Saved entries
----
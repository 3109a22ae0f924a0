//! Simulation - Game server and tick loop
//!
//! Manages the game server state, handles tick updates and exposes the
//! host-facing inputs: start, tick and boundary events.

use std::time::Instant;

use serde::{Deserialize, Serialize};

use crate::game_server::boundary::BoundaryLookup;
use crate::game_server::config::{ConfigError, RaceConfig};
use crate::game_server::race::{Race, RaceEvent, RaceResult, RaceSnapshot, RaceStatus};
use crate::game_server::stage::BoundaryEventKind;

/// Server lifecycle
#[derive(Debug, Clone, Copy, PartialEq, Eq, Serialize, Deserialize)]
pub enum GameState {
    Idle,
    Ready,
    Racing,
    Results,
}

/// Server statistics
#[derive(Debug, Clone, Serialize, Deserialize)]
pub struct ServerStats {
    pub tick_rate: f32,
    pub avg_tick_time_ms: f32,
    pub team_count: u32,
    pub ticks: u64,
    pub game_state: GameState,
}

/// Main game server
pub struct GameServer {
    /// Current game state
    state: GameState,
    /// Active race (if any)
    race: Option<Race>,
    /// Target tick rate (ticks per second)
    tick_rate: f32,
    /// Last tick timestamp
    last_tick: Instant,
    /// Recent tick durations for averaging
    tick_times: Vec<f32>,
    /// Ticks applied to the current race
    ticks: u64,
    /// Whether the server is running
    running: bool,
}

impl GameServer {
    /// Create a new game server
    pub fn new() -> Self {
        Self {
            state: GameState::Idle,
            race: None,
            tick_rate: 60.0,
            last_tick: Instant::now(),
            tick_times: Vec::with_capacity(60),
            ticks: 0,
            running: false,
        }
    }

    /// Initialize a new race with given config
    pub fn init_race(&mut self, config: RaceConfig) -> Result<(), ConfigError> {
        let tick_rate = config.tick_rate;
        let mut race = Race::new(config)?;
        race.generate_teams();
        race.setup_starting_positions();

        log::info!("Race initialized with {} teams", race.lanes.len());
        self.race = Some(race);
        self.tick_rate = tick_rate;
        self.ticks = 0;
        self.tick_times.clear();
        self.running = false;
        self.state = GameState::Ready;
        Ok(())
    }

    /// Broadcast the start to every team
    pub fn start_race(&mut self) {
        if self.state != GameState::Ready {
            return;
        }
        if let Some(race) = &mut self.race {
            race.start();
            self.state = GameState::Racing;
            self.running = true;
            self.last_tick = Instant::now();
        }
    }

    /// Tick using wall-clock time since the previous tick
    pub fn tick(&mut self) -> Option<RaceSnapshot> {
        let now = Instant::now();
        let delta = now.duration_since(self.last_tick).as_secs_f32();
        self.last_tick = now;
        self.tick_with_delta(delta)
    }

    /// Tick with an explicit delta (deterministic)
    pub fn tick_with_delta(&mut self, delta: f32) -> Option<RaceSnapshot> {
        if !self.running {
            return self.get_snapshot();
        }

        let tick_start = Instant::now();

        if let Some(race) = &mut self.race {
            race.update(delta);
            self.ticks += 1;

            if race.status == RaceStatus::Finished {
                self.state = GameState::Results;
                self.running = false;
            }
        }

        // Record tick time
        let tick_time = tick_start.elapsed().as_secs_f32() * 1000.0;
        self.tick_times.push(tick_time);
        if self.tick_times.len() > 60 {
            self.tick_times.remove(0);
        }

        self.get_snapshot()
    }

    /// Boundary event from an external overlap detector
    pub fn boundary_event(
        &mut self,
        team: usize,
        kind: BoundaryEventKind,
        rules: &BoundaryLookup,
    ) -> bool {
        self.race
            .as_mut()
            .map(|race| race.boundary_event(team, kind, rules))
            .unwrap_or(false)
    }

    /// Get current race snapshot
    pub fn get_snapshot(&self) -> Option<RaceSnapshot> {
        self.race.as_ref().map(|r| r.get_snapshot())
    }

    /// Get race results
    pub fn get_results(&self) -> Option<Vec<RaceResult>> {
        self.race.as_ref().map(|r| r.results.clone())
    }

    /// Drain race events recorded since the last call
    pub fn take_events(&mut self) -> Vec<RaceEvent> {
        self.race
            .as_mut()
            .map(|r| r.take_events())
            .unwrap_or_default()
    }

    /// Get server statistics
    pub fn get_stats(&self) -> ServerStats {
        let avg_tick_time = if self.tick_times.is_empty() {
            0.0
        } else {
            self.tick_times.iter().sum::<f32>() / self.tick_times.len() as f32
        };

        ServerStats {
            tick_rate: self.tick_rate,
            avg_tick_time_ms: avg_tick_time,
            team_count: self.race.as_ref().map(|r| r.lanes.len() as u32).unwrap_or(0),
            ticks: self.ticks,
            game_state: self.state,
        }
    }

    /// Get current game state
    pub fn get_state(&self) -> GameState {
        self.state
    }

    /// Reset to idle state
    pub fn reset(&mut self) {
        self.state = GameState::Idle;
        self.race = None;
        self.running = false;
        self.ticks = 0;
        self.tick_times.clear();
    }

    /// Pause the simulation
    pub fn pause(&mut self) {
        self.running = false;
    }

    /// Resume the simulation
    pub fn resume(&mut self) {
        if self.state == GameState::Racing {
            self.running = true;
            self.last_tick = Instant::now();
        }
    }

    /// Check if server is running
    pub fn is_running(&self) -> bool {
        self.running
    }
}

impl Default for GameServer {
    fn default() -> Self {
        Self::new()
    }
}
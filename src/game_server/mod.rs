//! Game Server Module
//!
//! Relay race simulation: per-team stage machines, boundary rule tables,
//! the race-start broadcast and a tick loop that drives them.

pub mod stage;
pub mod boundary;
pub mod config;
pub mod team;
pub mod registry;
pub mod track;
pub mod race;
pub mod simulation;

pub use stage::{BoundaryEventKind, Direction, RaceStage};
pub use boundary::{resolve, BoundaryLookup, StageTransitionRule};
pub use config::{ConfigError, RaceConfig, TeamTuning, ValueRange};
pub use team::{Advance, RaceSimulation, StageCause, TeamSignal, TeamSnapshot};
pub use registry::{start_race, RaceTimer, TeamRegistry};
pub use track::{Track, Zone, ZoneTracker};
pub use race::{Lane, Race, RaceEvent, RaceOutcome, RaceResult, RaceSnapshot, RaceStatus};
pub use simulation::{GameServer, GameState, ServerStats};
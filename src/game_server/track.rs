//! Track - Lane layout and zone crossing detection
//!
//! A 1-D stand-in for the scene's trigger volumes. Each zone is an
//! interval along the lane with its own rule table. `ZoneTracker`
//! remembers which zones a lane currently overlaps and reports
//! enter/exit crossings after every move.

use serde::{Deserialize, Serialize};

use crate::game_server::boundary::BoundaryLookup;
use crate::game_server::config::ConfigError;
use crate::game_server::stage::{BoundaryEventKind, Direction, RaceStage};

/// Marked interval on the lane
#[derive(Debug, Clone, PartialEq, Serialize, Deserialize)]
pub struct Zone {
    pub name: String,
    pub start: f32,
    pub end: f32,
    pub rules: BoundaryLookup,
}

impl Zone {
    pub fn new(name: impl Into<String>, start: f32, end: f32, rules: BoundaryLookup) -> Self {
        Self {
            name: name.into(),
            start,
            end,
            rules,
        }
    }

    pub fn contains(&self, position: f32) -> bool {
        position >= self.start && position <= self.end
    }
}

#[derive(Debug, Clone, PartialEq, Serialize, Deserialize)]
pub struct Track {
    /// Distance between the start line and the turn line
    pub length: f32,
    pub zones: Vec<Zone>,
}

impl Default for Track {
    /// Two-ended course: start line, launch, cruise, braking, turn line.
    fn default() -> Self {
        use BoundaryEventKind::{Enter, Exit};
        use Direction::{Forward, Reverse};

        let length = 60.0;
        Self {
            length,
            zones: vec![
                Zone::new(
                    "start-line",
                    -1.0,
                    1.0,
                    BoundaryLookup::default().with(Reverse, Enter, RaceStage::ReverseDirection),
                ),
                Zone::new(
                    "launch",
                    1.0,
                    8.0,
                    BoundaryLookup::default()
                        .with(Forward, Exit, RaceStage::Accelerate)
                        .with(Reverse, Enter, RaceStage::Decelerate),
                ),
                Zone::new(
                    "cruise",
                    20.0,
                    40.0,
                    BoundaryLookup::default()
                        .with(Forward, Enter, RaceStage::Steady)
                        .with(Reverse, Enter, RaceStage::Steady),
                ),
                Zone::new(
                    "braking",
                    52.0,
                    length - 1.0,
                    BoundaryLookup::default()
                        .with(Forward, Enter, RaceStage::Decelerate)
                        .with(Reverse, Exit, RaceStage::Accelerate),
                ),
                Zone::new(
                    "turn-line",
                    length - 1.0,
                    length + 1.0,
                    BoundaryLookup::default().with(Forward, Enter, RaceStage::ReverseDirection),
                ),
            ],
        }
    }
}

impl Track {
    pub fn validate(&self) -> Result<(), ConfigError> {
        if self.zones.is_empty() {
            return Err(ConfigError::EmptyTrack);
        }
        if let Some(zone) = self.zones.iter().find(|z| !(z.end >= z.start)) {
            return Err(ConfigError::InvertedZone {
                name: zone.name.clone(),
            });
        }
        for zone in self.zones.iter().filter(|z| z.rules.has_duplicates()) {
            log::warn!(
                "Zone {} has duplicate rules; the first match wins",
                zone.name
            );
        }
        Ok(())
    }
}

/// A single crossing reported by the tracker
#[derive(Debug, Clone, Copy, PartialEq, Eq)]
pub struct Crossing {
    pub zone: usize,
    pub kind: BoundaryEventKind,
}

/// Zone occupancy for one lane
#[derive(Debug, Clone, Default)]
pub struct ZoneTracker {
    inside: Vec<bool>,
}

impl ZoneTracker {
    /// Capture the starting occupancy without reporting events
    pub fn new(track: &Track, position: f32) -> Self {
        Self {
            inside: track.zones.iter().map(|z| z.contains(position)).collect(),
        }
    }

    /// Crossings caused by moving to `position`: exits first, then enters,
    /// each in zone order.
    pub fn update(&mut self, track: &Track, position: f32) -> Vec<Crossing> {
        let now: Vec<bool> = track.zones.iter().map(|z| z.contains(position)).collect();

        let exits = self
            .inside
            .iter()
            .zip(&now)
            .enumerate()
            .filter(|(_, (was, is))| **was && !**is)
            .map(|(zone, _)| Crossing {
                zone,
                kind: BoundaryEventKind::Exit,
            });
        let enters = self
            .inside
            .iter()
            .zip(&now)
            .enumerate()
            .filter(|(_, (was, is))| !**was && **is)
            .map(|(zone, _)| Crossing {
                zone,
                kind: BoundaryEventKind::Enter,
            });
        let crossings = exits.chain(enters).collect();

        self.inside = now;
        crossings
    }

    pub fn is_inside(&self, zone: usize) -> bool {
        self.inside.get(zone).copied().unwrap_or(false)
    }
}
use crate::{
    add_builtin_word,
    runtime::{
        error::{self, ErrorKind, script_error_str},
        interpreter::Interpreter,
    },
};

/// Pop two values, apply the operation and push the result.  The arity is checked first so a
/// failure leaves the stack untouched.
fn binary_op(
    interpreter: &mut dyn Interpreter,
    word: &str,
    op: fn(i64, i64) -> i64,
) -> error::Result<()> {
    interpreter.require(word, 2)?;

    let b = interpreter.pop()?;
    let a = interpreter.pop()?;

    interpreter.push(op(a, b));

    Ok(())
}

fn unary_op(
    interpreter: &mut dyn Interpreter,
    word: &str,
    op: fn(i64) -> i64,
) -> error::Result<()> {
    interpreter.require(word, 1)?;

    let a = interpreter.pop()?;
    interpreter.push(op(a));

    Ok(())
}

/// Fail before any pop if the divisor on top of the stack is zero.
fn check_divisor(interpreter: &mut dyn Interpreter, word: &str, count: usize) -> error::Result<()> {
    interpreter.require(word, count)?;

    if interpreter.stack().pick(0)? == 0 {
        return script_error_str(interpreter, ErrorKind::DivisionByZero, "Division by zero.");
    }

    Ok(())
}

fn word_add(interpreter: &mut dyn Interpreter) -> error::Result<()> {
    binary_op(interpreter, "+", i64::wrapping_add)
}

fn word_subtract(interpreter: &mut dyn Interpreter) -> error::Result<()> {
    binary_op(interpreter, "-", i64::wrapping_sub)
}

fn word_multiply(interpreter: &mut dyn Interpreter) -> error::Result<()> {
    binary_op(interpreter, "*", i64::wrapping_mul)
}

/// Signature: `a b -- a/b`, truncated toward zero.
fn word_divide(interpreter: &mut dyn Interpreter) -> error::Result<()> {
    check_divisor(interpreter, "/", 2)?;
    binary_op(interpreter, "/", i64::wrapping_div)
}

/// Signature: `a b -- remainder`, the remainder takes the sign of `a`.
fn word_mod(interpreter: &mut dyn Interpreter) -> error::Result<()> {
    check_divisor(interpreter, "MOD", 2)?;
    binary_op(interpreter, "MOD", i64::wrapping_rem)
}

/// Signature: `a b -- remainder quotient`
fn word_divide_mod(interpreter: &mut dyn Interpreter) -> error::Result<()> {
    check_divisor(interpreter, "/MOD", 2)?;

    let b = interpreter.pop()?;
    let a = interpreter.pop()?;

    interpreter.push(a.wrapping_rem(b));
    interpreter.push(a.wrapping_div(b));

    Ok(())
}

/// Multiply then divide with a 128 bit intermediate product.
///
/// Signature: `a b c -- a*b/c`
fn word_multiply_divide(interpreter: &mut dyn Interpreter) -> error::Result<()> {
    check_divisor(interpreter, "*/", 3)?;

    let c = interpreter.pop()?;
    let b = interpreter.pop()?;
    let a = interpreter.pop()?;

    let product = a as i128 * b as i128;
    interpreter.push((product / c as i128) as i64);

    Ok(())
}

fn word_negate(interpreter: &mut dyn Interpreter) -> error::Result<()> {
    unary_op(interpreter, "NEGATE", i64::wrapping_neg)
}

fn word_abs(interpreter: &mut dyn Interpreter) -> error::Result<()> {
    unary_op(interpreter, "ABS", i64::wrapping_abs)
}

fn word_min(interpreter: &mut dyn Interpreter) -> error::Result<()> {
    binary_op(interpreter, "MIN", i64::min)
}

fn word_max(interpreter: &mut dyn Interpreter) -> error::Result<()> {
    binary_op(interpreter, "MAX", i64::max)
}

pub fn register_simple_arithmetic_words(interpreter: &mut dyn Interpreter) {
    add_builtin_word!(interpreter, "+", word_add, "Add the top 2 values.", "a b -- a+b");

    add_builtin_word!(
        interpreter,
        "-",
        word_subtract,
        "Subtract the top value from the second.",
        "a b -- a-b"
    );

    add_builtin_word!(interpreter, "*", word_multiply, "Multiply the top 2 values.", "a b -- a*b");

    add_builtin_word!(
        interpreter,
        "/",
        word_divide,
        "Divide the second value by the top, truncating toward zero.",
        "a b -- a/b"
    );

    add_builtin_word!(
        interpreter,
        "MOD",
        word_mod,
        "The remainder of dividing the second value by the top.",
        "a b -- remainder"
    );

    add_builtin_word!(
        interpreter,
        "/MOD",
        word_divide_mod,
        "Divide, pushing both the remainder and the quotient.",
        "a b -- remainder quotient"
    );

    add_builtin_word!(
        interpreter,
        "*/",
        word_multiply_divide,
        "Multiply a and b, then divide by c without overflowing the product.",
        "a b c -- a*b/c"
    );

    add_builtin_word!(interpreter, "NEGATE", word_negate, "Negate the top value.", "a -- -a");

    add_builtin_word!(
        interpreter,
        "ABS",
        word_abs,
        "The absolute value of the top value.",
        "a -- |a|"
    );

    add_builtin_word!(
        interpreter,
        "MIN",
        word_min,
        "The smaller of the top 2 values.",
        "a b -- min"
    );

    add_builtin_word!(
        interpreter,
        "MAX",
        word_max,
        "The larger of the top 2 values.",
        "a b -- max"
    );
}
----
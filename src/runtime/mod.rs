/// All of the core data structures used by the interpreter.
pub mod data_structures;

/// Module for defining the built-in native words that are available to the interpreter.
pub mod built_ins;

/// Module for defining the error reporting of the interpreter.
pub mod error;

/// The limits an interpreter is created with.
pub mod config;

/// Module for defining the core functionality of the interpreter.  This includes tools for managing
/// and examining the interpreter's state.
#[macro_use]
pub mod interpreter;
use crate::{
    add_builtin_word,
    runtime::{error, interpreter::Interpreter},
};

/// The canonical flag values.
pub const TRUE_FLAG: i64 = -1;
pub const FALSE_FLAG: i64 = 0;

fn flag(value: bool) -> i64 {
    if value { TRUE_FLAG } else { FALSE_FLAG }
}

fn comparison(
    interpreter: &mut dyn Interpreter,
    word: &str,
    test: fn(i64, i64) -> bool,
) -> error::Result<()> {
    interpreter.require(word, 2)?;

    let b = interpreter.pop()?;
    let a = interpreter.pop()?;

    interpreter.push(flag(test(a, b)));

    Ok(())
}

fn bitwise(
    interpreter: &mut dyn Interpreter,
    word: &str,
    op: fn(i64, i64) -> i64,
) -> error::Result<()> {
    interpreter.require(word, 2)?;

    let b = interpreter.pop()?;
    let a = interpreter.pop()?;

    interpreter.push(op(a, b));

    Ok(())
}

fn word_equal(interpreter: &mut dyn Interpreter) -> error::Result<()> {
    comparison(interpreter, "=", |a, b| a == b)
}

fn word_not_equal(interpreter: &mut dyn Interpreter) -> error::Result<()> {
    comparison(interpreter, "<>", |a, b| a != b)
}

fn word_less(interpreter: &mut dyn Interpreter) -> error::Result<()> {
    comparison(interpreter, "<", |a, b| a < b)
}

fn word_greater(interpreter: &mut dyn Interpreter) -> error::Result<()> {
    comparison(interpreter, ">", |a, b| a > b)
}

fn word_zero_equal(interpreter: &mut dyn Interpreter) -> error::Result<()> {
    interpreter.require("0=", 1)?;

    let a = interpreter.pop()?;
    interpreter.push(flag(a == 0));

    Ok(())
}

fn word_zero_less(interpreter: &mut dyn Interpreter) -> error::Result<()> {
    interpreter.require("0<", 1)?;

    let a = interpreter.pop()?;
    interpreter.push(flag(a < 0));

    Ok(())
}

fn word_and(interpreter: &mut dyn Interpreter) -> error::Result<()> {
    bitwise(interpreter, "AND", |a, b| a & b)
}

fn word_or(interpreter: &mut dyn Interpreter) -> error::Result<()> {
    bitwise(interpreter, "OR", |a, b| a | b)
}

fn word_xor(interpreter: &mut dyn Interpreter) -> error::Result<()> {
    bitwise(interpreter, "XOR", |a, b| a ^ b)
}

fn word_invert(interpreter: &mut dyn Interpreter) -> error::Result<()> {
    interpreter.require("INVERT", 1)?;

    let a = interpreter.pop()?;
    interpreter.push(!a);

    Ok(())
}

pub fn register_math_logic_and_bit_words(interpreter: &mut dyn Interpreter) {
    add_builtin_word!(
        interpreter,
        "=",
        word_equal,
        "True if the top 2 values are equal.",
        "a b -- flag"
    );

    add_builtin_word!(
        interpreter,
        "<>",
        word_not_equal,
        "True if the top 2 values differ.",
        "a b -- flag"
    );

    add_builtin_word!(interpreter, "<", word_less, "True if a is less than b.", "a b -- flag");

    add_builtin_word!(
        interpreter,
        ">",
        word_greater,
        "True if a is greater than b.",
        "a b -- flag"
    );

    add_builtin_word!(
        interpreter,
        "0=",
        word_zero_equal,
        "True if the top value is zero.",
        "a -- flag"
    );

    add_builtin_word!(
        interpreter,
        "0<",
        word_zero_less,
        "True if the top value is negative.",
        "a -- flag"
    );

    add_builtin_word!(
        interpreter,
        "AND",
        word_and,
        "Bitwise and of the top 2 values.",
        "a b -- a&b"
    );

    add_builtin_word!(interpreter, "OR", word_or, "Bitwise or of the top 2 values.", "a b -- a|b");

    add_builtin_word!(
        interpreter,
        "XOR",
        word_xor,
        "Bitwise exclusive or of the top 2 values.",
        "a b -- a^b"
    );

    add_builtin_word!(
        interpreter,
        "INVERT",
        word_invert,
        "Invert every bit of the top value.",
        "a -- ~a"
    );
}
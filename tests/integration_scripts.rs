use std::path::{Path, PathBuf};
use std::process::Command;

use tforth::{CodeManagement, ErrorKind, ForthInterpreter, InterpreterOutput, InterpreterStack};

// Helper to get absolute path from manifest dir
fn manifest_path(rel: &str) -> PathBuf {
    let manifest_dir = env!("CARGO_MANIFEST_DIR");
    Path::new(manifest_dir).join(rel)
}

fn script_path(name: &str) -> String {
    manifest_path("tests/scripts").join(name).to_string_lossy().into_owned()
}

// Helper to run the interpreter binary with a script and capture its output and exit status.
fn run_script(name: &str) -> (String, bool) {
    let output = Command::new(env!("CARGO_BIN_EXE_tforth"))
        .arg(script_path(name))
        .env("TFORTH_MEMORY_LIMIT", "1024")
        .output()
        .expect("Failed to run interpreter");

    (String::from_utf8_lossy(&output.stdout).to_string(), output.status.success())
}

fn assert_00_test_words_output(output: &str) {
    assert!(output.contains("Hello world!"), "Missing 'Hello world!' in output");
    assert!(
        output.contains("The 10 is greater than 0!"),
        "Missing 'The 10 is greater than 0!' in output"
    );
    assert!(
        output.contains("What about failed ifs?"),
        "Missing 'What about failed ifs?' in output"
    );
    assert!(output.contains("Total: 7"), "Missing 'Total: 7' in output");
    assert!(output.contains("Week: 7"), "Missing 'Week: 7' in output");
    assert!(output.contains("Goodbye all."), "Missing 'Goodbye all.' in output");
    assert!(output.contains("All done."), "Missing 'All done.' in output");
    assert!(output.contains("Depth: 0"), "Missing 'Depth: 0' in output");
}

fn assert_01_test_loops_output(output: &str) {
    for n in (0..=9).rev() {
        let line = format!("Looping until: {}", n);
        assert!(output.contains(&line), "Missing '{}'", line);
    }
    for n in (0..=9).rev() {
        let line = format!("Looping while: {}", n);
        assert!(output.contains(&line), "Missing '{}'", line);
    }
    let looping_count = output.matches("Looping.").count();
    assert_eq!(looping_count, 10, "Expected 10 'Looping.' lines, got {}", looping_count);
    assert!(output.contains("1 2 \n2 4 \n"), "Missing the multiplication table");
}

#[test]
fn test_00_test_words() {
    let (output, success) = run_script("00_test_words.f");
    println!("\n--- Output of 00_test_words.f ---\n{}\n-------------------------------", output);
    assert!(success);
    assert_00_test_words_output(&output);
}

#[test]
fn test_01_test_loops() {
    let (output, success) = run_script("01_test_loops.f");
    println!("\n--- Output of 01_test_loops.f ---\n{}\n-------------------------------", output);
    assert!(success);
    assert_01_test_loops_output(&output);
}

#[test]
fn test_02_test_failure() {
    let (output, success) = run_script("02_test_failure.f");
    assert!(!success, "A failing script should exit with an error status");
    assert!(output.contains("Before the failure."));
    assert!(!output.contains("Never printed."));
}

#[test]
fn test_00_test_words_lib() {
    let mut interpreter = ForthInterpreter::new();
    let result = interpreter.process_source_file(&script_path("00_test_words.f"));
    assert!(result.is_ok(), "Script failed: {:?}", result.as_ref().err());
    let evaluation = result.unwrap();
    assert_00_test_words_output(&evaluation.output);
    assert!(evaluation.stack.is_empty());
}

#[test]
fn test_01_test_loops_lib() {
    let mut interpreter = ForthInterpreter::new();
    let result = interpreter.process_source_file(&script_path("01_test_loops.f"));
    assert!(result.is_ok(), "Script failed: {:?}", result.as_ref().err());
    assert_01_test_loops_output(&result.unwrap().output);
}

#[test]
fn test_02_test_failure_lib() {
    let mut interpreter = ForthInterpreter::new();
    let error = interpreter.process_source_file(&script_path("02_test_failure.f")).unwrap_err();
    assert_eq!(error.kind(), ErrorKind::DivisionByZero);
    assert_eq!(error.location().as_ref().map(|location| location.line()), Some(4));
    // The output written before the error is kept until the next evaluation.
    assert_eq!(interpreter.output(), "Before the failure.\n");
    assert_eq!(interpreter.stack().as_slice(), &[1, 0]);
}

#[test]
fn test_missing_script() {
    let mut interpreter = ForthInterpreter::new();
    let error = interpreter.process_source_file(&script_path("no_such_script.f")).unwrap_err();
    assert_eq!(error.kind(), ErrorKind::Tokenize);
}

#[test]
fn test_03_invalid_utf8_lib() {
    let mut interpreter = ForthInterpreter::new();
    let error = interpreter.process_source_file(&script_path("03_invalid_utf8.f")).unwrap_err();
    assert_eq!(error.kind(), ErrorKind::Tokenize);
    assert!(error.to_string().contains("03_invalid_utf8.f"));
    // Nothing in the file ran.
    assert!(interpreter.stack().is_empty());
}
----
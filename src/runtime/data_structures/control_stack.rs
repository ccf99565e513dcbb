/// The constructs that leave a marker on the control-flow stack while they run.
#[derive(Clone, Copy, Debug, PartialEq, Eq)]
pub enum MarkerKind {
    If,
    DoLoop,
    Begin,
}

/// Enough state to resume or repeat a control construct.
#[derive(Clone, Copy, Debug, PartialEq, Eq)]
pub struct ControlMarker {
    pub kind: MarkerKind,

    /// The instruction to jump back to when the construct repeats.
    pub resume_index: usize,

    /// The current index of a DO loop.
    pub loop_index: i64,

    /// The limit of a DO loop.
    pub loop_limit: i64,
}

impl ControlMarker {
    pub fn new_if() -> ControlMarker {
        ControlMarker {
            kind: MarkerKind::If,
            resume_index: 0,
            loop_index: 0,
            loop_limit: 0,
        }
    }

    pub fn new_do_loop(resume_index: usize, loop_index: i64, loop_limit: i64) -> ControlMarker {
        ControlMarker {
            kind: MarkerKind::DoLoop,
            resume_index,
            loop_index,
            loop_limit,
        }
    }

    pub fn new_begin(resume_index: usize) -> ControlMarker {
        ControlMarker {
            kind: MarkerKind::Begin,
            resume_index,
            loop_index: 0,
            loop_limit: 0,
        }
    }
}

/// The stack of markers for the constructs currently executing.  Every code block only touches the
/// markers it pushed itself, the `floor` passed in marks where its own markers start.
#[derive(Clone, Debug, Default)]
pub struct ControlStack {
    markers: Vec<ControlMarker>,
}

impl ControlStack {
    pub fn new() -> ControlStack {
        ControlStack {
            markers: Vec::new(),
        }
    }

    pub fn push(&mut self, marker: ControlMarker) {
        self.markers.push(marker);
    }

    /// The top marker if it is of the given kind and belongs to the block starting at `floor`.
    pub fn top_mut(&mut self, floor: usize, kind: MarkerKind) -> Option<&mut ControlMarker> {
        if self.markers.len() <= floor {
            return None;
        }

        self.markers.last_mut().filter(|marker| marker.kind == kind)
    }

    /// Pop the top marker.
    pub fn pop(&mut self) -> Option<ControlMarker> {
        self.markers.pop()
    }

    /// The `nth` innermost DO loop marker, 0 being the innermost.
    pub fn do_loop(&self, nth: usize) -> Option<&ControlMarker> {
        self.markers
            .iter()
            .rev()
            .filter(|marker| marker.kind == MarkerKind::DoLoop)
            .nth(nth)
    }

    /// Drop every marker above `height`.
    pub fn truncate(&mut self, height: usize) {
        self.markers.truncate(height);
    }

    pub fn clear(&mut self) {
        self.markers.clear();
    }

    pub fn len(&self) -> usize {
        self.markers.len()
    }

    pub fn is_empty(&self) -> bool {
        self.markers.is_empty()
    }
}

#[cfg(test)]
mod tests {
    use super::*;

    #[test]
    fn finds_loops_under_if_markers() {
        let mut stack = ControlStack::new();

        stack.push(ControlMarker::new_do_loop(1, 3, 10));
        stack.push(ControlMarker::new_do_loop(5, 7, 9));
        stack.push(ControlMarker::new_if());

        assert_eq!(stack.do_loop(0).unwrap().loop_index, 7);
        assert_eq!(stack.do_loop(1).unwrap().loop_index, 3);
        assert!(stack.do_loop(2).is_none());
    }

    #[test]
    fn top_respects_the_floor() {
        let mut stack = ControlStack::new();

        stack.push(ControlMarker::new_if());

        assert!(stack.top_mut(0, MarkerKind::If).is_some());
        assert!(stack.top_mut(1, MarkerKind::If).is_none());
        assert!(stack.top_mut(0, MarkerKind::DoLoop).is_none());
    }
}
----
Among the lines above, return those that contain the string "ConfigError".

use crate::game_server::config::{ConfigError, RaceConfig};
    pub fn init_race(&mut self, config: RaceConfig) -> Result<(), ConfigError> {
pub use config::{ConfigError, RaceConfig, TeamTuning, ValueRange};
use crate::game_server::config::ConfigError;
    pub fn validate(&self) -> Result<(), ConfigError> {
            return Err(ConfigError::EmptyTrack);
            return Err(ConfigError::InvertedZone {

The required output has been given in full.